Forum Topic: people looking for /scripts and /phpmyadmin

Forum: .htaccess Forum : General • Posted by RememberToForget • Updated:

They also look for /wp-content, /wp-admin, etc.

First of all, sometimes the phpmyadmin request has a referer: my own site, with a long, nasty-looking URL (i.e., http://site.com/phpmyadmin/www.phpmyadmin.com/phpmyadmin or something to that effect). I googled "spoof referer" and saw that people can easily do this, but still I have no idea if that's really the case.

With their looking for /wp-whatever, the answer is pretty obvious, i.e., someone is looking for a vulnerability. Funny, thus far all confusing/questionable people seem to be in France or Russia based on ip lookups.

The /scripts search is interesting, I've tried googling about this but haven't found anything yet. Are they looking for free JS plugins or what? :)

Anyway I haven't done anything yet because I really need to just re-read the book from cover to cover again. I don't want to make dumb newbie mistakes that send out all these "come and get me" vibes.

1 Reply to “people looking for /scripts and /phpmyadmin”

Jeff Starr
Posted by Jeff Starr

Yes it's trivial to spoof the referrer, user agent, and other details of the request. This is why it's optimal to filter based activity rather than identity.

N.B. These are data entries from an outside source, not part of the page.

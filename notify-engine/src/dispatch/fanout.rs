//! Channel fan-out for one notification.
//!
//! Every candidate push channel is tried in turn. Each failure is classified
//! as temporary or persistent and reported to the error listeners; the
//! per-channel results are then folded into one [`PushResult`]. A single
//! successful channel makes the whole attempt a success.

use std::sync::Arc;

use tracing::{debug, error};

use super::listener::{ErrorListener, report_error};
use crate::channel::{PushChannel, PushError, PushErrorKind};
use crate::model::{Frequency, Notification, Preferences};
use crate::registry::Registry;
use crate::render::ContentProducer;

/// Aggregated result of one delivery attempt.
#[derive(Debug, Clone, Copy, PartialEq, Eq, Hash, strum::Display)]
#[strum(serialize_all = "SCREAMING_SNAKE_CASE")]
pub enum PushResult {
    Success,
    TemporaryError,
    PersistentError,
}

/// Per-channel results of one attempt, in channel order.
#[derive(Debug, Clone, Default)]
pub struct ChannelReport {
    pub succeeded: Vec<String>,
    pub temporary: Vec<(String, PushError)>,
    pub persistent: Vec<(String, PushError)>,
}

impl ChannelReport {
    fn record(&mut self, channel_id: &str, err: PushError) {
        if err.is_temporary() {
            self.temporary.push((channel_id.to_string(), err));
        } else {
            self.persistent.push((channel_id.to_string(), err));
        }
    }
}

#[derive(Debug, Clone)]
pub struct PushOutcome {
    pub result: PushResult,
    pub message: Option<String>,
    pub report: ChannelReport,
}

impl PushOutcome {
    pub fn success() -> Self {
        Self {
            result: PushResult::Success,
            message: None,
            report: ChannelReport::default(),
        }
    }

    pub fn temporary(message: impl Into<String>) -> Self {
        Self {
            result: PushResult::TemporaryError,
            message: Some(message.into()),
            report: ChannelReport::default(),
        }
    }

    pub fn persistent(message: impl Into<String>) -> Self {
        Self {
            result: PushResult::PersistentError,
            message: Some(message.into()),
            report: ChannelReport::default(),
        }
    }

    pub fn is_success(&self) -> bool {
        self.result == PushResult::Success
    }

    /// Fold a channel report into one outcome.
    pub fn from_report(report: ChannelReport) -> Self {
        let (result, message) = if !report.succeeded.is_empty() {
            (PushResult::Success, None)
        } else if !report.temporary.is_empty() {
            (PushResult::TemporaryError, Some(summarize(&report.temporary)))
        } else if !report.persistent.is_empty() {
            (PushResult::PersistentError, Some(summarize(&report.persistent)))
        } else {
            (
                PushResult::TemporaryError,
                Some("no allowed channels available".to_string()),
            )
        };
        Self {
            result,
            message,
            report,
        }
    }
}

fn summarize(errors: &[(String, PushError)]) -> String {
    errors
        .iter()
        .map(|(channel, err)| format!("{channel}: {err}"))
        .collect::<Vec<_>>()
        .join("; ")
}

/// Everything a fan-out needs besides the notification.
pub struct FanOut<'a> {
    pub channels: &'a Registry<dyn PushChannel>,
    pub producer: &'a dyn ContentProducer,
    pub listeners: &'a Registry<dyn ErrorListener>,
}

impl FanOut<'_> {
    fn candidates(&self, notification: &Notification) -> Vec<Arc<dyn PushChannel>> {
        match notification.forced_channel() {
            Some(forced) => self
                .channels
                .find(|c| c.id() == forced)
                .into_iter()
                .collect(),
            None => self.channels.snapshot(),
        }
    }

    /// Try every candidate channel for `notification`.
    ///
    /// `ignore_frequency` bypasses the digest routing of non-instant
    /// frequencies.
    pub async fn run(
        &self,
        notification: &Notification,
        prefs: &Preferences,
        ignore_frequency: bool,
    ) -> PushOutcome {
        let mut report = ChannelReport::default();

        for channel in self.candidates(notification) {
            let id = channel.id();

            let Some(channel_prefs) = prefs
                .channel(id)
                .cloned()
                .or_else(|| channel.new_default_preferences())
            else {
                self.reject(
                    &mut report,
                    notification,
                    channel.as_ref(),
                    PushError::configuration("channel not configured for user"),
                );
                continue;
            };

            if !channel.accepts(notification.notification_type()) {
                self.reject(
                    &mut report,
                    notification,
                    channel.as_ref(),
                    PushError::new(
                        PushErrorKind::NotApplicable,
                        format!(
                            "channel does not accept {} notifications",
                            notification.notification_type()
                        ),
                    ),
                );
                continue;
            }

            let dispatch = match self
                .producer
                .produce(notification, prefs, &channel_prefs.channel)
                .await
            {
                Ok(dispatch) => dispatch,
                Err(e) => {
                    error!(
                        notification_id = ?notification.id(),
                        channel = id,
                        error = %e,
                        "Failed to render notification"
                    );
                    report.record(id, PushError::new(PushErrorKind::Render, e.to_string()));
                    continue;
                }
            };

            if !channel.is_configured(&dispatch.params) {
                self.reject(
                    &mut report,
                    notification,
                    channel.as_ref(),
                    PushError::configuration("channel not configured for user"),
                );
                continue;
            }

            if !ignore_frequency && channel_prefs.frequency != Frequency::Instant {
                self.reject(
                    &mut report,
                    notification,
                    channel.as_ref(),
                    PushError::new(
                        PushErrorKind::FrequencyMismatch,
                        format!("frequency is {}", channel_prefs.frequency),
                    ),
                );
                continue;
            }

            match channel.push(notification, &dispatch).await {
                Ok(()) => {
                    debug!(notification_id = ?notification.id(), channel = id, "Pushed");
                    report.succeeded.push(id.to_string());
                }
                Err(e) => self.reject(&mut report, notification, channel.as_ref(), e),
            }
        }

        PushOutcome::from_report(report)
    }

    fn reject(
        &self,
        report: &mut ChannelReport,
        notification: &Notification,
        channel: &dyn PushChannel,
        err: PushError,
    ) {
        report_error(self.listeners, notification, channel, &err);
        report.record(channel.id(), err);
    }
}
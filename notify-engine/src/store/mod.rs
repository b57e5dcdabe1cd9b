//! Notification and preferences persistence.
//!
//! The dispatcher only relies on the contracts below: a consistent
//! "next eligible" read and idempotent update by id. No store-level
//! transactions are assumed.

mod memory;
mod sqlite;

pub use memory::MemoryStore;
pub use sqlite::SqliteStore;

use async_trait::async_trait;
use chrono::{DateTime, Utc};

use crate::Result;
use crate::model::{Notification, NotificationId, NotificationType, Preferences};

/// Notification store contract.
#[async_trait]
pub trait NotificationStore: Send + Sync {
    /// Insert the notification and assign its id.
    async fn save(&self, notification: &mut Notification) -> Result<NotificationId>;

    /// Overwrite the stored record with the same id.
    async fn update(&self, notification: &Notification) -> Result<()>;

    /// Delete by id. Deleting a missing record is not an error.
    async fn delete(&self, id: NotificationId) -> Result<()>;

    async fn get(&self, id: NotificationId) -> Result<Option<Notification>>;

    /// The earliest-scheduled queued notification due at `now`.
    async fn get_next(&self, now: DateTime<Utc>) -> Result<Option<Notification>>;

    /// Most recent notifications of a user restricted to `types`, newest first.
    async fn get_recent(
        &self,
        user_id: &str,
        types: &[NotificationType],
        offset: usize,
        count: usize,
    ) -> Result<Vec<Notification>>;
}

/// Preferences store contract.
#[async_trait]
pub trait PreferencesStore: Send + Sync {
    async fn get_preferences(&self, user_id: &str) -> Result<Option<Preferences>>;

    /// Insert or replace the preferences of `prefs.user_id`.
    async fn save_preferences(&self, prefs: &Preferences) -> Result<()>;

    async fn remove_preferences(&self, user_id: &str) -> Result<()>;
}
//! Thread-safe observer registry.
//!
//! Holders are compared by `Arc` identity. Iteration works on a snapshot, so
//! callbacks may add or remove entries without deadlocking.

use std::fmt;
use std::sync::Arc;

use parking_lot::RwLock;

pub struct Registry<T: ?Sized> {
    entries: RwLock<Vec<Arc<T>>>,
}

impl<T: ?Sized> Registry<T> {
    pub fn new() -> Self {
        Self {
            entries: RwLock::new(Vec::new()),
        }
    }

    pub fn add(&self, entry: Arc<T>) {
        self.entries.write().push(entry);
    }

    /// Remove `entry`. Returns whether it was registered.
    pub fn remove(&self, entry: &Arc<T>) -> bool {
        let mut entries = self.entries.write();
        let before = entries.len();
        entries.retain(|e| !std::ptr::addr_eq(Arc::as_ptr(e), Arc::as_ptr(entry)));
        entries.len() != before
    }

    /// Remove every entry matching `predicate`, returning how many went.
    pub fn remove_where(&self, predicate: impl Fn(&T) -> bool) -> usize {
        let mut entries = self.entries.write();
        let before = entries.len();
        entries.retain(|e| !predicate(e.as_ref()));
        before - entries.len()
    }

    pub fn snapshot(&self) -> Vec<Arc<T>> {
        self.entries.read().clone()
    }

    pub fn find(&self, predicate: impl Fn(&T) -> bool) -> Option<Arc<T>> {
        self.entries.read().iter().find(|e| predicate(e.as_ref())).cloned()
    }

    pub fn len(&self) -> usize {
        self.entries.read().len()
    }

    pub fn is_empty(&self) -> bool {
        self.entries.read().is_empty()
    }
}

impl<T: ?Sized> Default for Registry<T> {
    fn default() -> Self {
        Self::new()
    }
}

impl<T: ?Sized> fmt::Debug for Registry<T> {
    fn fmt(&self, f: &mut fmt::Formatter<'_>) -> fmt::Result {
        f.debug_struct("Registry")
            .field("len", &self.len())
            .finish()
    }
}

/scripts is just another string to check that they've added to the scans.. it may be a first step in some exploit, or it could reveal other available locations to scan, and so forth. There is a bottomless supply of such odd requests, and most are safely ignored as they pose no real threat (other than wasting resources and being a nuisance in general).

I'm thinking that scripts directory is checked to see if views are enabled; if so, chances are it will be investigated further.. The question is do you bother blocking such odd requests, or let the server respond with a simple 404 Not Found?